Membrane potential refers to the difference in electrical charge between the inside and outside of a neuron. This is the plasma or cell membrane of the neuron. It separates the inside of the cell from the outside environment; we’ll say this is the inside and this is the outside of the neuron. The difference in electrical charge develops due to the grouping of ions on the inside and outside of the membrane. Ions are atoms that have either lost or gained electrons and thus have a positive or negative charge.

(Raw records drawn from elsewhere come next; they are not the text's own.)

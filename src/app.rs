/// Demo application: a spectral panel in an eframe window
///
/// Builds a panel from synthetic spectra, draws it through the egui canvas,
/// and forwards pointer and keyboard input to the panel.
use spectral_view::data::{Coordinate, Nucleus, Spectrum, Subspectrum};
use spectral_view::view::Key;
use spectral_view::{PanelData, ViewConfig};

use crate::gui::egui_canvas::EguiCanvas;
use crate::gui::theme::{self, AppTheme, ThemeColors};

const N_POINTS: usize = 2048;
const PPM_LOW: f64 = 0.0;
const PPM_HIGH: f64 = 10.0;

fn lorentzian(x: f64, center: f64, width: f64, height: f64) -> f64 {
    let d = (x - center) / width;
    height / (1.0 + d * d)
}

/// A ppm trace made of Lorentzian lines `(center, width, height)`
fn synthetic_trace(lines: &[(f64, f64, f64)]) -> Vec<Coordinate> {
    let step = (PPM_HIGH - PPM_LOW) / (N_POINTS - 1) as f64;
    let xs: Vec<f64> = (0..N_POINTS).map(|i| PPM_LOW + i as f64 * step).collect();
    let ys: Vec<f64> = xs
        .iter()
        .map(|&x| lines.iter().map(|&(c, w, h)| lorentzian(x, c, w, h)).sum())
        .collect();
    Coordinate::from_xy(&xs, &ys)
}

/// Lines of a first-order multiplet with Pascal-triangle intensities
fn multiplet(center: f64, n_lines: usize, j_ppm: f64, height: f64) -> Vec<(f64, f64, f64)> {
    let mut weights = vec![1.0_f64];
    for _ in 1..n_lines {
        let mut next = vec![1.0; weights.len() + 1];
        for k in 1..weights.len() {
            next[k] = weights[k - 1] + weights[k];
        }
        weights = next;
    }
    let max = weights.iter().cloned().fold(1.0, f64::max);
    let first = center - j_ppm * (n_lines - 1) as f64 / 2.0;
    weights
        .iter()
        .enumerate()
        .map(|(k, w)| (first + k as f64 * j_ppm, 0.004, height * w / max))
        .collect()
}

pub fn demo_spectra() -> Vec<Spectrum> {
    let ethanol: Vec<_> = [
        multiplet(1.22, 3, 0.0175, 9.0),
        multiplet(3.69, 4, 0.0175, 6.0),
        vec![(2.61, 0.01, 3.0)],
    ]
    .concat();
    let ethyl_acetate: Vec<_> = [
        multiplet(1.26, 3, 0.018, 9.0),
        vec![(2.04, 0.004, 10.0)],
        multiplet(4.12, 4, 0.018, 6.0),
    ]
    .concat();
    let toluene: Vec<_> = [
        vec![(2.36, 0.004, 10.0)],
        multiplet(7.17, 3, 0.02, 4.0),
        multiplet(7.25, 3, 0.02, 6.0),
    ]
    .concat();

    let hsqc_rows = (0..64)
        .map(|r| {
            let carbon = 10.0 + r as f64 * 1.0;
            let mut lines = Vec::new();
            for &(h, c) in &[(1.22, 18.0), (3.69, 58.0), (2.04, 21.0), (4.12, 60.0)] {
                let dc = (carbon - c) / 1.5;
                lines.push((h, 0.02, 10.0 / (1.0 + dc * dc)));
            }
            Subspectrum {
                y2d: carbon,
                coords: synthetic_trace(&lines),
            }
        })
        .collect();

    vec![
        Spectrum::nmr("Ethanol", Nucleus::H1, 400.0, synthetic_trace(&ethanol)),
        Spectrum::nmr("Ethyl acetate", Nucleus::H1, 400.0, synthetic_trace(&ethyl_acetate)),
        Spectrum::nmr("Toluene", Nucleus::H1, 400.0, synthetic_trace(&toluene)),
        Spectrum::two_d("1H-13C HSQC", Nucleus::H1, 400.0, hsqc_rows),
    ]
}

pub struct SpectralViewApp {
    panel: Option<PanelData>,
    theme: AppTheme,
    config: ViewConfig,
    texture: Option<egui::TextureHandle>,
    status_message: String,
    cursor_x: Option<f64>,
}

impl SpectralViewApp {
    pub fn new(cc: &eframe::CreationContext<'_>) -> Self {
        let theme = AppTheme::Light;
        theme::apply_theme(&cc.egui_ctx, theme);

        let mut config = ViewConfig::default();
        config.colors = theme.plot_colors();

        let (panel, status_message) = match PanelData::new(demo_spectra(), config.clone()) {
            Ok(panel) => {
                let n = panel.graph_sets().len();
                (Some(panel), format!("Loaded demo spectra into {} graph sets", n))
            }
            Err(e) => {
                log::error!("Cannot build panel: {}", e);
                (None, format!("Error: {}", e))
            }
        };

        Self {
            panel,
            theme,
            config,
            texture: None,
            status_message,
            cursor_x: None,
        }
    }

    fn toggle_theme(&mut self, ctx: &egui::Context) {
        self.theme = self.theme.next();
        theme::apply_theme(ctx, self.theme);
        self.config.colors = self.theme.plot_colors();
        if let Some(panel) = self.panel.as_mut() {
            panel.set_config(self.config.clone());
        }
    }

    fn save_session_log(&mut self) {
        let Some(panel) = self.panel.as_ref() else {
            return;
        };
        let Some(path) = rfd::FileDialog::new()
            .set_file_name("session_log.txt")
            .add_filter("Text", &["txt"])
            .add_filter("JSON", &["json"])
            .save_file()
        else {
            return;
        };
        let is_json = path
            .extension()
            .map(|e| e.eq_ignore_ascii_case("json"))
            .unwrap_or(false);
        let result = if is_json {
            panel.session().save_json(&path)
        } else {
            panel.session().save_text(&path)
        };
        self.status_message = match result {
            Ok(()) => format!("Session log saved to {}", path.display()),
            Err(e) => {
                log::error!("Failed to save session log: {}", e);
                format!("Error: {}", e)
            }
        };
    }

    fn render_toolbar(&mut self, ui: &mut egui::Ui) {
        let ctx = ui.ctx().clone();
        ui.horizontal(|ui| {
            if ui.button(self.theme.label()).clicked() {
                self.toggle_theme(&ctx);
            }
            ui.separator();
            let Some(panel) = self.panel.as_mut() else {
                return;
            };
            let split = panel.current_set().n_split() > 1;
            if ui.button(if split { "Stack" } else { "Split" }).clicked() {
                panel.split_stack(!split);
            }
            if ui.button("◀ Previous").clicked() {
                panel.key_pressed(Key::PageUp);
            }
            if ui.button("Next ▶").clicked() {
                panel.key_pressed(Key::PageDown);
            }
            if ui.button("Reset view").clicked() {
                panel.key_pressed(Key::Home);
            }
            ui.separator();
            if ui.button("Peaks").clicked() {
                let n = panel.with_current(|gs, spectra| gs.set_peak_list(spectra, None));
                self.status_message = format!("{} peaks found", n);
            }
            if ui.button("∫ Integrate").clicked() {
                panel.with_current(|gs, spectra| {
                    let on = gs.integrals(gs.fixed_selected()).is_none();
                    gs.set_integration(spectra, on);
                });
            }
            ui.separator();
            if ui.button("Save log…").clicked() {
                self.save_session_log();
            }
        });
    }

    fn render_status_bar(&self, ui: &mut egui::Ui) {
        let colors = ThemeColors::from_theme(self.theme);
        ui.horizontal(|ui| {
            ui.label(egui::RichText::new(&self.status_message).color(colors.status_text));
            ui.with_layout(egui::Layout::right_to_left(egui::Align::Center), |ui| {
                if let Some(panel) = self.panel.as_ref() {
                    ui.label(
                        egui::RichText::new(format!("{} operations", panel.session().len()))
                            .color(colors.text_muted),
                    );
                }
                if let Some(x) = self.cursor_x {
                    ui.label(egui::RichText::new(format!("x = {:.4}", x)).color(colors.accent));
                }
            });
        });
    }

    fn handle_input(&mut self, ui: &egui::Ui, response: &egui::Response, origin: egui::Pos2) {
        let Some(panel) = self.panel.as_mut() else {
            return;
        };
        let to_panel = |p: egui::Pos2| ((p.x - origin.x) as i32, (p.y - origin.y) as i32);
        let ctrl = ui.input(|i| i.modifiers.command);

        if response.drag_started() {
            if let Some(p) = response.interact_pointer_pos() {
                let (x, y) = to_panel(p);
                panel.mouse_pressed(x, y, ctrl);
            }
        } else if response.dragged() {
            if let Some(p) = response.interact_pointer_pos() {
                let (x, y) = to_panel(p);
                panel.mouse_dragged(x, y);
            }
        }
        if response.drag_stopped() {
            panel.mouse_released();
        }

        if response.clicked() || response.double_clicked() {
            if let Some(p) = response.interact_pointer_pos() {
                let (x, y) = to_panel(p);
                let count = if response.double_clicked() { 2 } else { 1 };
                panel.mouse_pressed(x, y, ctrl);
                panel.mouse_released();
                panel.mouse_clicked(x, y, count, ctrl);
            }
        }

        self.cursor_x = None;
        if let Some(p) = response.hover_pos() {
            let (x, y) = to_panel(p);
            if !response.dragged() {
                panel.mouse_moved(x, y);
            }
            let set = panel.current_set();
            if set.is_in_plot_region(x, y) {
                self.cursor_x = Some(set.to_x(x));
            }
        }

        if response.hovered() {
            let keys = [
                (egui::Key::Escape, Key::Escape),
                (egui::Key::Delete, Key::Delete),
                (egui::Key::ArrowLeft, Key::Left),
                (egui::Key::ArrowRight, Key::Right),
                (egui::Key::ArrowUp, Key::Up),
                (egui::Key::ArrowDown, Key::Down),
                (egui::Key::PageUp, Key::PageUp),
                (egui::Key::PageDown, Key::PageDown),
                (egui::Key::Home, Key::Home),
            ];
            for (egui_key, key) in keys {
                if ui.input(|i| i.key_pressed(egui_key)) {
                    panel.key_pressed(key);
                }
            }
        }
    }
}

impl eframe::App for SpectralViewApp {
    fn update(&mut self, ctx: &egui::Context, _frame: &mut eframe::Frame) {
        let colors = ThemeColors::from_theme(self.theme);

        egui::TopBottomPanel::top("toolbar").show(ctx, |ui| {
            self.render_toolbar(ui);
        });

        egui::TopBottomPanel::bottom("status_bar")
            .frame(egui::Frame::default().fill(colors.status_bar_bg).inner_margin(4.0))
            .show(ctx, |ui| {
                self.render_status_bar(ui);
            });

        egui::CentralPanel::default().show(ctx, |ui| {
            let rect = ui.available_rect_before_wrap();
            let response = ui.allocate_rect(rect, egui::Sense::click_and_drag());
            let origin = rect.min;

            if let Some(panel) = self.panel.as_mut() {
                panel.set_size(rect.width() as i32, rect.height() as i32);
            }
            self.handle_input(ui, &response, origin);

            if let Some(panel) = self.panel.as_mut() {
                let painter = ui.painter_at(rect);
                let mut canvas = EguiCanvas::new(&painter, origin, &self.config.colors, &mut self.texture);
                panel.draw(&mut canvas);
            } else {
                ui.centered_and_justified(|ui| {
                    ui.label("No spectra loaded");
                });
            }
        });
    }
}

There are a variety of ions found in the human body; several play an important role in the membrane potential of neurons. There are positively charged sodium ions, represented by these blue circles and negatively charged chloride ions, represented by these green circles. When a neuron is at rest, the sodium ions and chloride ions are more prevalent outside of the cell. There are also positively charged potassium ions, represented by these yellow circles and various negatively charged ions, often referred to as organic anions represented by these grey circles (anion is simply a term for a negatively charged ion). When a neuron is at rest, the potassium ions and organic anions are more prevalent inside the cell. At rest, the inside of the neuron is more negatively charged than the outside, causing the resting membrane potential of an average neuron to be around -70 mV.
One way this potential is maintained is through a mechanism known as the sodium-potassium pump. This is a transport protein that uses energy to constantly pump three sodium ions out of the cell while at the same time pumping two potassium ions into the cell. Because there are more positive ions being pumped out than negative, it helps to keep the membrane potential negative.
Unlike other ions, potassium tends to move fairly easily across the cell membrane through ion channels, which are membrane spanning proteins that allow ions to pass through. Potassium will pass out of the neuron until it reaches the point where it is at an equilibrium---when forces like diffusion aren’t pushing it in one direction or the other. At this point, the membrane potential of the neuron is around -65 to -70 mV, which is known as the resting membrane potential.
REFERENCE:
Purves D, Augustine GJ, Fitzpatrick D, Hall WC, Lamantia AS, McNamara JO, White LE. Neuroscience. 4th ed. Sunderland, MA. Sinauer Associates; 2008.